Laksono memberikan penekanan bahwa proses investigasi perkara ini masih terus berjalan secara intensif di internal pihak TNI serta dijalankan lewat skema koordinasi melekat bersama jajaran Polda Sumbar.

"Currently, the investigation is still ongoing and being conducted internally by our side as well as in coordination with the West Sumatra Regional Police," tegasnya.

Di samping menginterogasi barisan saksi, pihak TNI juga mengambil langkah tegas dengan menutup sementara waktu operasional dari lokasi latihan menembak di daerah Lapai tersebut.

Taufiq memaparkan bahwa keputusan penutupan tempat tersebut merupakan bagian dari langkah evaluasi total menyusul terjadinya insiden berdarah itu.

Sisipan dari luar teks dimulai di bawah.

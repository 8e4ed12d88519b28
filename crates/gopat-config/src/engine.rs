//! Engine configuration.

use serde::{Deserialize, Serialize};
use thiserror::Error;

use crate::defaults::{
    default_log_filter, default_log_format, default_max_list_restarts,
    default_max_matches,
};
use crate::logging::LogFormat;

/// Errors raised while loading an [`EngineConfig`].
#[derive(Debug, Error)]
#[non_exhaustive]
pub enum ConfigError {
    /// The configuration document is not valid JSON for this schema.
    #[error("invalid configuration document: {0}")]
    Json(#[from] serde_json::Error),
}

/// Limits and defaults applied by the matching engine.
///
/// Every field has a default, so partial documents are accepted.
#[derive(Debug, Clone, PartialEq, Eq, Serialize, Deserialize)]
#[serde(deny_unknown_fields)]
pub struct EngineConfig {
    #[serde(default = "default_max_matches")]
    max_matches: usize,
    #[serde(default = "default_max_list_restarts")]
    max_list_restarts: usize,
    #[serde(default)]
    aggressive: bool,
    #[serde(default = "default_log_filter")]
    log_filter: String,
    #[serde(default = "default_log_format")]
    log_format: LogFormat,
}

impl Default for EngineConfig {
    fn default() -> Self {
        Self {
            max_matches: default_max_matches(),
            max_list_restarts: default_max_list_restarts(),
            aggressive: false,
            log_filter: default_log_filter(),
            log_format: default_log_format(),
        }
    }
}

impl EngineConfig {
    /// Parses a configuration from a JSON document.
    ///
    /// # Errors
    ///
    /// Returns [`ConfigError::Json`] when the document is malformed or
    /// contains unknown fields.
    pub fn from_json(text: &str) -> Result<Self, ConfigError> {
        Ok(serde_json::from_str(text)?)
    }

    /// Maximum number of matches yielded per query.
    #[must_use]
    pub const fn max_matches(&self) -> usize {
        self.max_matches
    }

    /// Maximum number of restart frames popped while matching one list.
    #[must_use]
    pub const fn max_list_restarts(&self) -> usize {
        self.max_list_restarts
    }

    /// Whether every pattern is compiled in aggressive mode.
    #[must_use]
    pub const fn aggressive(&self) -> bool {
        self.aggressive
    }

    /// The `tracing` filter directive.
    #[must_use]
    pub fn log_filter(&self) -> &str {
        &self.log_filter
    }

    /// The log output format.
    #[must_use]
    pub const fn log_format(&self) -> LogFormat {
        self.log_format
    }

    /// Sets the match limit.
    #[must_use]
    pub const fn with_max_matches(mut self, max_matches: usize) -> Self {
        self.max_matches = max_matches;
        self
    }

    /// Sets the per-list restart budget.
    #[must_use]
    pub const fn with_max_list_restarts(mut self, max_list_restarts: usize) -> Self {
        self.max_list_restarts = max_list_restarts;
        self
    }

    /// Forces aggressive mode for every pattern.
    #[must_use]
    pub const fn with_aggressive(mut self, aggressive: bool) -> Self {
        self.aggressive = aggressive;
        self
    }

    /// Sets the `tracing` filter directive.
    #[must_use]
    pub fn with_log_filter(mut self, log_filter: impl Into<String>) -> Self {
        self.log_filter = log_filter.into();
        self
    }

    /// Sets the log output format.
    #[must_use]
    pub const fn with_log_format(mut self, log_format: LogFormat) -> Self {
        self.log_format = log_format;
        self
    }
}
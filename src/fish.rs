use std::path::Path;
use std::time::{Duration, Instant};

use log::{debug, info, warn};
use reqwest::StatusCode;
use reqwest::blocking::{Client, Response};
use reqwest::header::CONTENT_TYPE;
use serde::{Deserialize, Serialize};

use crate::config::NetworkSettings;
use crate::download::{stream_to_file, verify_audio_file};
use crate::error::{Result, VoiceForgeError};
use crate::presets::PauseClass;
use crate::progress::{ProgressSink, ProgressState, ProgressTuning, Stage};
use crate::provider::{
    ConversionRequest, ConversionResult, TtsProvider, VoiceCatalog, VoiceInfo, VoiceKind,
    format_thousands,
};

pub const PROVIDER_ID: &str = "fish_audio";
pub const PROVIDER_NAME: &str = "Fish Audio";
pub const DEFAULT_BASE_URL: &str = "https://api.fish.audio";
pub const DEFAULT_VOICE: &str = "speech-1.6";
pub const AI_MODELS: &[&str] = &["speech-1.6", "speech-1.5"];
const TTS_ENDPOINT: &str = "/v1/tts";
const MODELS_ENDPOINT: &str = "/model";
const CHARACTER_LIMIT: usize = 10_000;
const COST_PER_1K_CHARS: f64 = 0.015;
const MAX_PAGE_SIZE: usize = 100;
const VALIDATION_TIMEOUT: Duration = Duration::from_secs(10);
const MAX_ERROR_DETAIL: usize = 200;
const MAX_SAMPLE_DESCRIPTION: usize = 100;

#[derive(Debug, Serialize)]
struct Prosody {
    speed: f32,
    volume: f32,
}

#[derive(Debug, Serialize)]
pub(crate) struct TtsRequestBody<'a> {
    text: &'a str,
    format: &'static str,
    mp3_bitrate: u32,
    temperature: f32,
    top_p: f32,
    prosody: Prosody,
    paragraph_pause: PauseClass,
    #[serde(skip_serializing_if = "Option::is_none")]
    reference_id: Option<&'a str>,
}

impl<'a> TtsRequestBody<'a> {
    pub(crate) fn new(request: &'a ConversionRequest) -> Self {
        Self {
            text: &request.text,
            format: "mp3",
            mp3_bitrate: request.mp3_bitrate,
            temperature: request.params.temperature,
            top_p: request.params.top_p,
            prosody: Prosody {
                speed: request.params.speed,
                volume: 0.0,
            },
            paragraph_pause: request.params.paragraph_pause,
            reference_id: (!is_ai_model(&request.voice)).then_some(request.voice.as_str()),
        }
    }
}

pub fn is_ai_model(voice: &str) -> bool {
    AI_MODELS.contains(&voice)
}

#[derive(Debug, Default, Deserialize)]
struct ModelPage {
    #[serde(default)]
    total: u64,
    #[serde(default)]
    items: Vec<ModelItem>,
}

#[derive(Debug, Deserialize)]
struct ModelItem {
    #[serde(rename = "_id")]
    id: String,
    #[serde(default)]
    title: Option<String>,
    #[serde(default, rename = "type")]
    kind: String,
    #[serde(default)]
    description: Option<String>,
    #[serde(default)]
    languages: Vec<String>,
    #[serde(default)]
    author: Option<ModelAuthor>,
    #[serde(default)]
    like_count: u64,
    #[serde(default)]
    task_count: u64,
    #[serde(default)]
    tags: Vec<String>,
    #[serde(default)]
    samples: Vec<ModelSample>,
}

#[derive(Debug, Deserialize)]
struct ModelAuthor {
    #[serde(default)]
    nickname: Option<String>,
}

#[derive(Debug, Deserialize)]
struct ModelSample {
    #[serde(default)]
    text: String,
}

impl ModelItem {
    fn into_voice(self) -> VoiceInfo {
        let description = match self.description.filter(|d| !d.is_empty()) {
            Some(description) => description,
            None => self
                .samples
                .first()
                .map(|sample| truncate_with_ellipsis(&sample.text, MAX_SAMPLE_DESCRIPTION))
                .unwrap_or_default(),
        };
        VoiceInfo {
            id: self.id,
            name: self.title.unwrap_or_else(|| "Unknown Voice".to_string()),
            description,
            languages: if self.languages.is_empty() {
                vec!["en".to_string()]
            } else {
                self.languages
            },
            kind: VoiceKind::Human,
            author: self.author.and_then(|a| a.nickname),
            like_count: self.like_count,
            task_count: self.task_count,
            tags: self.tags,
        }
    }
}

fn truncate_with_ellipsis(text: &str, max_chars: usize) -> String {
    if text.chars().count() > max_chars {
        let head: String = text.chars().take(max_chars).collect();
        format!("{head}...")
    } else {
        text.to_string()
    }
}

fn ai_voice(id: &str, name: &str, description: &str, languages: &[&str]) -> VoiceInfo {
    VoiceInfo {
        id: id.to_string(),
        name: name.to_string(),
        description: description.to_string(),
        languages: languages.iter().map(|l| l.to_string()).collect(),
        kind: VoiceKind::Ai,
        author: Some(PROVIDER_NAME.to_string()),
        like_count: 0,
        task_count: 0,
        tags: Vec::new(),
    }
}

fn builtin_models() -> Vec<VoiceInfo> {
    vec![
        ai_voice(
            "speech-1.6",
            "Speech 1.6 (AI)",
            "Latest Fish Audio AI speech model",
            &["en", "zh", "ja", "ko", "fr", "de", "es", "ar"],
        ),
        ai_voice(
            "speech-1.5",
            "Speech 1.5 (AI)",
            "Previous generation AI speech model",
            &["en", "zh", "ja"],
        ),
    ]
}

fn parse_model_page(raw: &str, limit: usize) -> VoiceCatalog {
    let page: ModelPage = match serde_json::from_str(raw) {
        Ok(page) => page,
        Err(err) => {
            warn!("could not parse {PROVIDER_NAME} voice list, using built-in models: {err}");
            ModelPage::default()
        }
    };

    let mut voices = builtin_models();
    voices.extend(
        page.items
            .into_iter()
            .take(limit)
            .filter(|item| item.kind == "tts")
            .map(ModelItem::into_voice),
    );
    VoiceCatalog {
        provider: PROVIDER_NAME.to_string(),
        voices,
        default_voice: DEFAULT_VOICE.to_string(),
        total_available: page.total,
    }
}

fn error_detail(response: Response) -> String {
    let body = response.text().unwrap_or_default();
    truncate_with_ellipsis(body.trim(), MAX_ERROR_DETAIL)
}

fn check_status(response: Response) -> Result<Response> {
    let status = response.status();
    if status.is_success() {
        return Ok(response);
    }
    let detail = error_detail(response);
    debug!("{PROVIDER_NAME} returned {status}: {detail}");
    Err(match status {
        StatusCode::UNAUTHORIZED | StatusCode::FORBIDDEN => VoiceForgeError::Authentication {
            provider: PROVIDER_NAME.to_string(),
            message: "Invalid API key".to_string(),
        },
        StatusCode::BAD_REQUEST => VoiceForgeError::Service {
            provider: PROVIDER_NAME.to_string(),
            message: format!("Bad request - check text and model parameters ({detail})"),
        },
        StatusCode::TOO_MANY_REQUESTS => VoiceForgeError::Service {
            provider: PROVIDER_NAME.to_string(),
            message: "Rate limit exceeded - please wait and try again".to_string(),
        },
        other => VoiceForgeError::Network {
            message: format!("{PROVIDER_NAME} API error"),
            status: Some(other.as_u16()),
        },
    })
}

/// Rejects success responses that carry an error document instead of audio.
fn check_audio_content_type(response: Response) -> Result<Response> {
    let content_type = response
        .headers()
        .get(CONTENT_TYPE)
        .and_then(|v| v.to_str().ok())
        .unwrap_or_default()
        .to_ascii_lowercase();
    if content_type.starts_with("application/json") || content_type.starts_with("text/") {
        let detail = error_detail(response);
        return Err(VoiceForgeError::MalformedResponse(format!(
            "expected audio, got {content_type}: {detail}"
        )));
    }
    Ok(response)
}

pub struct FishAudioClient {
    http: Client,
    base_url: String,
    api_key: Option<String>,
    request_timeout: Duration,
    tuning: ProgressTuning,
}

impl FishAudioClient {
    pub fn new(
        api_key: Option<String>,
        network: &NetworkSettings,
        tuning: ProgressTuning,
    ) -> Result<Self> {
        // The client timeout bounds each transport operation (connect, the
        // wait for headers, every body read), which is the stall deadline.
        let http = Client::builder()
            .user_agent(concat!("voiceforge/", env!("CARGO_PKG_VERSION")))
            .connect_timeout(network.connect_timeout())
            .timeout(network.stall_timeout())
            .build()?;
        Ok(Self {
            http,
            base_url: DEFAULT_BASE_URL.to_string(),
            api_key,
            request_timeout: network.request_timeout(),
            tuning,
        })
    }

    pub fn with_base_url(mut self, base_url: impl Into<String>) -> Self {
        self.base_url = base_url.into().trim_end_matches('/').to_string();
        self
    }

    fn api_key(&self) -> Result<&str> {
        self.api_key
            .as_deref()
            .ok_or_else(|| VoiceForgeError::Authentication {
                provider: PROVIDER_NAME.to_string(),
                message: "no API key configured".to_string(),
            })
    }

    fn url(&self, endpoint: &str) -> String {
        format!("{}{endpoint}", self.base_url)
    }

    fn run_conversion(
        &self,
        request: &ConversionRequest,
        dest: &Path,
        state: &mut ProgressState,
        sink: &mut dyn ProgressSink,
    ) -> Result<u64> {
        sink.report(&state.stage(Stage::Preparing));
        let api_key = self.api_key()?;
        let chars = request.text.chars().count();
        if chars > CHARACTER_LIMIT {
            warn!(
                "text has {chars} characters, above the {PROVIDER_NAME} limit of {CHARACTER_LIMIT}; the request may be rejected"
            );
        }

        let body = TtsRequestBody::new(request);
        let mut http_request = self
            .http
            .post(self.url(TTS_ENDPOINT))
            .bearer_auth(api_key)
            .json(&body);
        if is_ai_model(&request.voice) {
            http_request = http_request.header("model", request.voice.as_str());
        }
        debug!("TTS request: {chars} chars, voice {}", request.voice);
        sink.report(&state.stage(Stage::Sending));

        let started = Instant::now();
        sink.report(&state.stage(Stage::Connecting));
        let response = http_request.send()?;
        sink.report(&state.stage(Stage::Processing));
        debug!(
            "{PROVIDER_NAME} responded {} after {:.2}s",
            response.status(),
            started.elapsed().as_secs_f64()
        );

        let response = check_audio_content_type(check_status(response)?)?;
        sink.report(&state.stage(Stage::Receiving));
        let written = stream_to_file(response, dest, state, sink)?;

        sink.report(&state.stage(Stage::Verifying));
        let size = verify_audio_file(dest, written)?;
        sink.report(&state.stage(Stage::Complete));
        info!(
            "TTS conversion successful: {chars} chars -> {size} bytes -> {} ({:.2}s)",
            dest.display(),
            started.elapsed().as_secs_f64()
        );
        Ok(size)
    }
}

impl TtsProvider for FishAudioClient {
    fn display_name(&self) -> &str {
        PROVIDER_NAME
    }

    fn character_limit(&self) -> Option<usize> {
        Some(CHARACTER_LIMIT)
    }

    fn estimate_cost(&self, text: &str) -> String {
        estimate_cost(text)
    }

    fn list_voices(&self, limit: usize) -> Result<VoiceCatalog> {
        let page_size = limit.clamp(1, MAX_PAGE_SIZE);
        let response = self
            .http
            .get(self.url(MODELS_ENDPOINT))
            .bearer_auth(self.api_key()?)
            .query(&[("page_size", page_size), ("page_number", 1)])
            .timeout(self.request_timeout)
            .send()?;
        let raw = check_status(response)?.text()?;
        let catalog = parse_model_page(&raw, limit);
        info!(
            "retrieved {} voices from {PROVIDER_NAME}",
            catalog.voices.len()
        );
        Ok(catalog)
    }

    fn validate_api_key(&self) -> bool {
        let Ok(api_key) = self.api_key() else {
            return false;
        };
        if api_key.trim().is_empty() {
            return false;
        }
        match self
            .http
            .get(self.url(MODELS_ENDPOINT))
            .bearer_auth(api_key)
            .timeout(VALIDATION_TIMEOUT)
            .send()
        {
            Ok(response) => response.status() == StatusCode::OK,
            Err(err) => {
                debug!("API key validation failed: {err}");
                false
            }
        }
    }

    fn synthesize(
        &self,
        request: &ConversionRequest,
        dest: &Path,
        sink: &mut dyn ProgressSink,
    ) -> ConversionResult {
        let mut state = ProgressState::new(self.tuning);
        match self.run_conversion(request, dest, &mut state, sink) {
            Ok(size) => ConversionResult::succeeded(dest, size),
            Err(err) => {
                warn!("{PROVIDER_NAME} conversion failed: {err}");
                ConversionResult::failed(dest, state.bytes_received(), err)
            }
        }
    }
}

/// Rough price at $0.015 per 1000 characters.
pub fn estimate_cost(text: &str) -> String {
    let chars = text.chars().count();
    let cost = chars as f64 * COST_PER_1K_CHARS / 1000.0;
    let chars = format_thousands(chars);
    if cost < 0.01 {
        format!("~$0.01 ({chars} chars)")
    } else {
        format!("~${cost:.3} ({chars} chars)")
    }
}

"The closure of this shooting location is part of the evaluation. It needs to be understood that our current shooting range conditions are still limited. Nevertheless, from the security aspect such as embankments and other supporting facilities, it remains in a safe condition," kata Taufiq.

Merujuk pada penjelasan Taufiq, area lapangan tembak tersebut dipastikan tidak akan dioperasikan terlebih dahulu sampai seluruh rangkaian investigasi lanjutan dinyatakan selesai secara tuntas.

"Temporarily, this shooting range cannot be used until the follow-up investigation is completed," jelasnya.

Taufiq menambahkan kembali bahwa jalannya proses penyelidikan hukum masih terus diupayakan perkembangannya.

Sementara itu, untuk perkembangan kondisi kesehatan dari kedua korban kini dilaporkan sudah mulai berangsur-angsur membaik dan pulih.